Member of Parliament for Narsingdi-1
- In office 5 March 1991 – 27 March 2005
- Preceded by: Mustafa Jamal
- Succeeded by: Khairul Kabir Khokon

Personal details
- Born: 1 September 1941 Narsingdi
- Died: 27 March 2005 (aged 63) Dhaka, Bangladesh
- Party: Bangladesh Nationalist Party
- Spouse: Rokeya Ahmed Lucky

= Shamsuddin Ahmed Ishaq =

Bangladeshi politician

Shamsuddin Ahmed Ishaq (1 September 1941 – 27 March 2005) was a Bangladesh Nationalist Party politician and a Jatiya Sangsad member representing the Narsingdi-1 constituency for four terms since 1991 until his death in office in 2005.

== Early life ==
Shamsuddin Ahmed Ishaq was born on 1 September 1941 in Narsingdi District.

==Career==
Ishaq was a former president of Narsingdi district BNP. He was a listed artist of Bangladesh Television and Bangladesh Betar. Hundreds of his songs have been broadcast on radio and television. More than 15 plays have been on stage.

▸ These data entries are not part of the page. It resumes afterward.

//! Parameterized one-month calendar cards.
//!
//! A [`card::Card`] combines a [`params::ParamStore`] of visual parameters,
//! a displayed month laid out by [`calendar::CalendarGrid`], and a list of
//! highlighted day ranges compiled by [`highlight::Highlights`].  The
//! [`raster`] module turns a card into an RGBA image and PNG file.
pub mod calendar;
pub mod card;
pub mod color;
pub mod config;
pub mod highlight;
pub mod logging;
pub mod params;
pub mod raster;
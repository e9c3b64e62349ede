use super::style::CardStyle;
use crate::calendar::MAX_ROWS;
use crate::highlight::PaintDirective;

const COLUMNS: f32 = 7.0;

#[derive(Clone, Copy, Debug, Default, PartialEq)]
pub struct Rect {
    pub x: f32,
    pub y: f32,
    pub w: f32,
    pub h: f32,
}

impl Rect {
    pub fn new(x: f32, y: f32, w: f32, h: f32) -> Rect {
        Rect { x, y, w, h }
    }

    pub fn center(&self) -> (f32, f32) {
        (self.x + self.w / 2.0, self.y + self.h / 2.0)
    }

    pub fn right(&self) -> f32 {
        self.x + self.w
    }

    pub fn bottom(&self) -> f32 {
        self.y + self.h
    }

    /// Grows the rectangle by `d` on every side (shrinks for negative `d`)
    pub fn outset(&self, d: f32) -> Rect {
        Rect::new(
            self.x - d,
            self.y - d,
            (self.w + 2.0 * d).max(0.0),
            (self.h + 2.0 * d).max(0.0),
        )
    }
}

/// Where each part of the card goes, in output pixels.  The canvas is the
/// card plus its margin on every side; the margin holds the shadow.
#[derive(Clone, Copy, Debug, PartialEq)]
pub struct CardLayout {
    pub canvas_w: u32,
    pub canvas_h: u32,
    pub card: Rect,
    pub title: Option<Rect>,
    pub weekdays: Rect,
    pub days: Rect,
    col_pitch: f32,
    row_pitch: f32,
    gap: f32,
}

impl CardLayout {
    #[allow(clippy::cast_possible_truncation, clippy::cast_sign_loss)]
    pub fn compute(style: &CardStyle) -> CardLayout {
        let card = Rect::new(style.margin, style.margin, style.width, style.height);
        let inner = card.outset(-style.padding);
        let mut top = inner.y;
        let title = style.title.map(|t| {
            let r = Rect::new(inner.x, top, inner.w, t.size * t.line);
            top = r.bottom();
            r
        });
        let weekdays = Rect::new(inner.x, top, inner.w, style.weekday.size * style.weekday.line);
        let days = Rect::new(
            inner.x,
            weekdays.bottom(),
            inner.w,
            (inner.bottom() - weekdays.bottom()).max(0.0),
        );
        // Each pitch covers one cell plus one gap, so the last column and row
        // end flush with the content box
        let gap = style.grid_gap;
        let col_pitch = (days.w + gap) / COLUMNS;
        let row_pitch = (days.h + gap) / f32::from(MAX_ROWS);
        CardLayout {
            canvas_w: (style.width + 2.0 * style.margin).ceil().max(1.0) as u32,
            canvas_h: (style.height + 2.0 * style.margin).ceil().max(1.0) as u32,
            card,
            title,
            weekdays,
            days,
            col_pitch,
            row_pitch,
            gap,
        }
    }

    /// Header cell for grid column `col`
    pub fn weekday_cell(&self, col: u8) -> Rect {
        Rect::new(
            self.weekdays.x + f32::from(col) * self.col_pitch,
            self.weekdays.y,
            (self.col_pitch - self.gap).max(0.0),
            self.weekdays.h,
        )
    }

    pub fn day_cell(&self, row: u8, col: u8) -> Rect {
        Rect::new(
            self.days.x + f32::from(col) * self.col_pitch,
            self.days.y + f32::from(row) * self.row_pitch,
            (self.col_pitch - self.gap).max(0.0),
            (self.row_pitch - self.gap).max(0.0),
        )
    }

    /// The highlight shape behind a day: as tall as the date text plus its
    /// vertical padding (never taller than the cell), and widened across the
    /// gap on any side that continues into a neighbouring cell so that a
    /// segment reads as one pill
    pub fn highlight(&self, d: &PaintDirective, style: &CardStyle) -> Rect {
        let cell = self.day_cell(d.row, d.col);
        let h = (style.date.size * style.date.line + 2.0 * style.cell_pad_y).min(cell.h);
        let (_, cy) = cell.center();
        let mut r = Rect::new(cell.x, cy - h / 2.0, cell.w, h);
        if !d.cap.rounds_left() {
            r.x -= self.gap / 2.0;
            r.w += self.gap / 2.0;
        }
        if !d.cap.rounds_right() {
            r.w += self.gap / 2.0;
        }
        r
    }
}
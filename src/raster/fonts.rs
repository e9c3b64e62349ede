use ab_glyph::FontVec;
use serde::Deserialize;
use std::fmt;
use std::path::{Path, PathBuf};
use std::sync::Arc;
use thiserror::Error;
use tracing::{debug, info};

/// Fonts tried, in order, when none is configured.  CJK-capable fonts come
/// first so that Chinese weekday headers render.
static SYSTEM_FONTS: &[&str] = &[
    "/usr/share/fonts/opentype/noto/NotoSansCJK-Regular.ttc",
    "/usr/share/fonts/noto-cjk/NotoSansCJK-Regular.ttc",
    "/usr/share/fonts/google-noto-cjk/NotoSansCJK-Regular.ttc",
    "/usr/share/fonts/truetype/wqy/wqy-microhei.ttc",
    "/System/Library/Fonts/PingFang.ttc",
    "/System/Library/Fonts/Supplemental/Arial Unicode.ttf",
    "C:\\Windows\\Fonts\\msyh.ttc",
    "/usr/share/fonts/truetype/dejavu/DejaVuSans.ttf",
    "/usr/share/fonts/TTF/DejaVuSans.ttf",
    "/usr/share/fonts/dejavu/DejaVuSans.ttf",
    "/usr/share/fonts/gnu-free/FreeSans.otf",
    "/usr/share/fonts/truetype/freefont/FreeSans.ttf",
    "/System/Library/Fonts/Helvetica.ttc",
    "C:\\Windows\\Fonts\\arial.ttf",
];

/// What a piece of card text is, for picking its font
#[derive(Clone, Copy, Debug, Eq, Hash, PartialEq)]
pub enum FontRole {
    Title,
    Weekday,
    Date,
}

/// Font files to use.  Roles without a path of their own fall back to
/// `default`.
#[derive(Clone, Debug, Default, Deserialize, Eq, PartialEq)]
#[serde(default, deny_unknown_fields)]
pub struct FontPaths {
    pub default: Option<PathBuf>,
    pub title: Option<PathBuf>,
    pub weekday: Option<PathBuf>,
    pub date: Option<PathBuf>,
}

/// A set of fully loaded fonts.
///
/// Holding a `FontSet` means every font it names has been read and parsed,
/// so layout and painting always see the same metrics.
#[derive(Clone)]
pub struct FontSet {
    default: Option<Arc<FontVec>>,
    title: Option<Arc<FontVec>>,
    weekday: Option<Arc<FontVec>>,
    date: Option<Arc<FontVec>>,
}

impl FontSet {
    /// Loads every configured font; when no default is configured, the
    /// first readable system font is used
    pub fn load(paths: &FontPaths) -> Result<FontSet, FontError> {
        let default = match &paths.default {
            Some(p) => load_font(p)?,
            None => discover()?,
        };
        let role = |p: &Option<PathBuf>| p.as_deref().map(load_font).transpose();
        Ok(FontSet {
            default: Some(Arc::new(default)),
            title: role(&paths.title)?.map(Arc::new),
            weekday: role(&paths.weekday)?.map(Arc::new),
            date: role(&paths.date)?.map(Arc::new),
        })
    }

    /// A font set with no fonts; text is skipped and only shapes render
    pub fn none() -> FontSet {
        FontSet {
            default: None,
            title: None,
            weekday: None,
            date: None,
        }
    }

    pub fn get(&self, role: FontRole) -> Option<&FontVec> {
        let specific = match role {
            FontRole::Title => &self.title,
            FontRole::Weekday => &self.weekday,
            FontRole::Date => &self.date,
        };
        specific.as_ref().or(self.default.as_ref()).map(|f| &**f)
    }

    pub fn is_empty(&self) -> bool {
        self.default.is_none()
    }
}

impl fmt::Debug for FontSet {
    fn fmt(&self, f: &mut fmt::Formatter<'_>) -> fmt::Result {
        f.debug_struct("FontSet")
            .field("default", &self.default.is_some())
            .field("title", &self.title.is_some())
            .field("weekday", &self.weekday.is_some())
            .field("date", &self.date.is_some())
            .finish()
    }
}

fn load_font(path: &Path) -> Result<FontVec, FontError> {
    let data = read_file(path)?;
    let font = FontVec::try_from_vec(data).map_err(|_| FontError::Invalid(path.to_owned()))?;
    info!(path = %path.display(), "loaded font");
    Ok(font)
}

fn read_file(path: &Path) -> Result<Vec<u8>, FontError> {
    std::fs::read(path).map_err(|source| FontError::Read {
        path: path.to_owned(),
        source,
    })
}

fn discover() -> Result<FontVec, FontError> {
    for candidate in SYSTEM_FONTS {
        let path = Path::new(candidate);
        if !path.is_file() {
            continue;
        }
        match load_font(path) {
            Ok(font) => return Ok(font),
            Err(e) => debug!(error = %e, "skipping system font"),
        }
    }
    Err(FontError::NotFound)
}

#[derive(Debug, Error)]
pub enum FontError {
    #[error("failed to read font file {}", .path.display())]
    Read {
        path: PathBuf,
        source: std::io::Error,
    },
    #[error("{} is not a usable TrueType/OpenType font", .0.display())]
    Invalid(PathBuf),
    #[error("no usable system font found; pass one with --font")]
    NotFound,
}
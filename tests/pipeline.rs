use calcard::card::Card;
use calcard::config::Config;
use calcard::params::ParamStore;
use calcard::raster::{
    export_png, file_name, render, CardLayout, CardStyle, FontSet, PIXEL_RATIO,
};

static CONFIG: &str = r##"
year = 2026
month = 3

[params]
card-w = 400
card-h = 320
card-margin = 10
card-bg = "#102030"
shadow-a = 0

[[ranges]]
start = 3
end = 5
color = "#ff0000"

[[ranges]]
start = 20
end = 20
color = "#00ff00"
enabled = false
"##;

fn configured_card() -> Card {
    let config = Config::parse(CONFIG).unwrap();
    let mut params = ParamStore::default();
    config.apply_params(&mut params).unwrap();
    let ranges = config.range_list().unwrap();
    Card::new(params, config.year.unwrap(), config.month.unwrap(), ranges).unwrap()
}

#[test]
fn config_to_png() {
    let card = configured_card();
    assert_eq!(card.highlights().len(), 3);
    assert!(card.highlights().get(20).is_none());

    let tmpdir = tempfile::tempdir().unwrap();
    let path = tmpdir.path().join(file_name(card.year(), card.month()));
    export_png(&card, &FontSet::none(), &path, PIXEL_RATIO).unwrap();
    assert!(path.ends_with("calendar-2026-03.png"));
    let img = image::open(&path).unwrap().into_rgba8();
    assert_eq!(img.dimensions(), (840, 680));

    let style = CardStyle::from_card(&card).unwrap().scaled_by(PIXEL_RATIO);
    let layout = CardLayout::compute(&style);
    let d = card.highlights().get(4).unwrap();
    let (cx, cy) = layout.highlight(d, &style).center();
    #[allow(clippy::cast_possible_truncation, clippy::cast_sign_loss)]
    let p = img.get_pixel(cx as u32, cy as u32);
    assert_eq!((p[0], p[1], p[2], p[3]), (0xff, 0, 0, 0xff));
    let corner = img.get_pixel(0, 0);
    assert_eq!(corner[3], 0);
}

#[test]
fn batch_preset_renders_at_card_size() {
    let card = Card::batch_preset(2026, 3).unwrap();
    let img = render(&card, &FontSet::none(), 1.0).unwrap();
    assert_eq!(img.dimensions(), (500, 400));
    // No margin and no highlights: the middle of the card is plain background
    let p = img.get_pixel(250, 200);
    assert_eq!((p[0], p[1], p[2], p[3]), (0xff, 0xff, 0xff, 0xff));
}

He lost his father when he was 14 years old. Despite his father's considerable wealth, Mollah Mosleh Uddin, Ishaq started working as a general laborer at Jaba Textile Mill in Narsingdi early in life. He did not believe in enjoying life in his father's possession. Sooner he became a labor leader due to his good relations with the workers and his steadfastness in principle.

He led the movement as a labor leader in 1968. [5] [6] He took part in the anti-Ayub movement in Narsingdi in 1969 and took part in the liberation war in 1971. He was elected vice-chairman of Narsingdi municipality in 1973 and chairman twice in 1984 and 1989.
He first joined the United People's Party (UPP) in 1979 and became involved in politics. The following year he joined the Bangladesh Nationalist Party (BNP). [6]

Ishaq was elected to Parliament four times in a row in 1991, February 1996, June 1996, and 2001 national elections.

He edited and published Arshite Mukh, a journal based in Narsingdi.

==Personal life and death==
Ishaq had married three times. He had six sons and four daughters. One of his wife, Rokeya Ahmed Lucky, became a Jatiya Sangsad member from the women's reserved seat.

He died on 27 March 2005 in Comfort Hospital, Dhaka, Bangladesh.